„Wölfe“ stoppen Schalke

Zwei lichte Momente von Marcelinho und Diego Klimowicz haben den VfL Wolfsburg vor größeren Sorgen in der Fußball-Bundesliga bewahrt. Schalkes Siegeszug ist vorerst gestoppt

Von Peter Unfried

Es ist nicht so, dass Diego Fernando Klimowicz, 32, Löcher in die Tornetze schießt. Aber ist der Argentinier gesund, liefert er verlässlich die eingekauften 13 oder 14 Tore pro Saison. Ansonsten macht er nicht viele Worte. So hat er nach dem 2:2 seines VfL Wolfsburg gegen Tabellenführer Schalke 04 seinen neuen Mitspieler Marcelinho gelobt, der das Spiel des VfL verändert habe und speziell das Zusammenspiel zwischen Mittelfeld und Sturm. Nicht geredet hat er darüber, wie seine eigene Rückkehr den VfL revitalisiert hat.

Klimowicz war fast die ganze Vorrunde malad, nun hat er die Torproduktion wiederaufgenommen. Wie viele Tore er gegen Schalke geschossen hat? „Eins hundertprozentig“, sagt Klimowicz, das 1:2 nämlich (56.), als er Marcelinhos Freistoß einköpfte. Ob er beim späten 2:2 (89.) erneut den Kopf dran hatte, vermochte er „nicht genau“ zu sagen. Die Fernsehbilder legen nahe, dass Marcelinhos Freistoß diesmal unberührt in Neuers Tor landete, womit der Brasilianer seinen ersten Pflichtspiel-Treffer für den VfL verbucht hätte. Wenn das so ist, hat Klimowicz in den letzten vier Spielen jeweils ein Tor erzielt. Mit 55 Treffern in 139 Bundesligaspielen ist er in der Wolfsburger Bundesliga-Geschichte eine Klasse für sich.

Wenn man ehrlich ist, war der VfL gegen ein sehr kompaktes, laufstarkes und extrem ballsicher agierendes Schalke chancenlos. Nationalstürmer Kevin Kuranyi hatte einen Stellungsfehler von Madlung zum frühen 1:0 (11.) genutzt und danach eine dieser Hochgeschwindigkeitsaktionen mit Hilfe eines Querschlägers von Quiroga zum 2:0 (29.) abgeschlossen. Wenn man so führt, zieht man sich zurück, nimmt das Tempo raus und wartet auf den einen Konter, mit dem man das Spiel vollends killt. Dieser Konter wurde nach 79 Minuten über Rafinha gefahren, der Ball kam auch präzise bei Kuranyi an, nur dass der diesmal an Simon Jentzsch scheiterte. „Natürlich hat er gut gehalten“, sagte Kuranyi, „aber…“ Genau. Derweil hatte Wolfsburg zwar mehr Ballbesitz in Gegners Hälfte, aber das war es dann auch. Marcelinho wurde von Fabian Ernst kontrolliert und war nur ein einziges Mal andeutungsweise mit einem Slalom unterwegs Richtung Tor. Tja, und da braucht man einen wie Klimowicz, dessen exzeptionelle Kopfballstärke gegen Krstajic ein Anschlusstor aus dem Nichts brachte.

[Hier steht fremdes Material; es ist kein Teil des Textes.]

use crate::handlers::AppState;
use crate::models::HealthResponse;
use actix_web::{web, HttpResponse};

/// `GET /api/health` — upstream reachability probe.
pub async fn health_summary(state: web::Data<AppState>) -> HttpResponse {
    let body = match state.provider.check_availability().await {
        Ok(resp) => HealthResponse {
            status: resp.status,
            detail: None,
        },
        Err(e) => HealthResponse {
            status: "fault".to_string(),
            detail: Some(e.to_string()),
        },
    };

    HttpResponse::Ok().json(body)
}

/// `GET /api/health/ready` — ambient readiness probe (database reachable).
pub async fn health_ready(state: web::Data<AppState>) -> HttpResponse {
    match sqlx::query("SELECT 1").fetch_one(&state.pool).await {
        Ok(_) => HttpResponse::Ok().json(serde_json::json!({ "ready": true })),
        Err(e) => HttpResponse::ServiceUnavailable().json(serde_json::json!({
            "ready": false,
            "error": e.to_string(),
        })),
    }
}

/// `GET /api/health/live` — ambient liveness probe.
pub async fn health_live() -> HttpResponse {
    HttpResponse::Ok().json(serde_json::json!({ "alive": true }))
}
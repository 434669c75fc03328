/// Downstream notification HTTP client, called by the outbox worker.
pub mod capashino_client;

pub use capashino_client::{CapashinoClient, NotifierError};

Augenthaler feiert den Punkt offiziell als Sieg der „Moral“ und sieht seine Philosophie vom Fußball bestätigt, nach der man – neben der Defensivorganisation – vor allem wollen muss. Er nennt das „Herz und Mumm“ haben. Ansonsten war er reichlich angesäuert, weil er sein Team 40 Minuten gar nicht auf dem Platz wähnte. Vielleicht wird der Schalker, nennen wir ihn, Tempo-Kombinations-Konterfußball auch einfach mit so viel Organisation, Druck, Präzision und individueller Klasse am Ball aufgeführt, dass einem nach wie vor abstiegsgefährdeten Team wie dem VfL Wolfsburg Hören und Sehen vergeht – wenn er funktioniert. Aber, so what? „Jetzt haben wir halt mal Glück gehabt“, sagte Keeper Jentzsch. Das sei Fußball. Wer könnte widersprechen?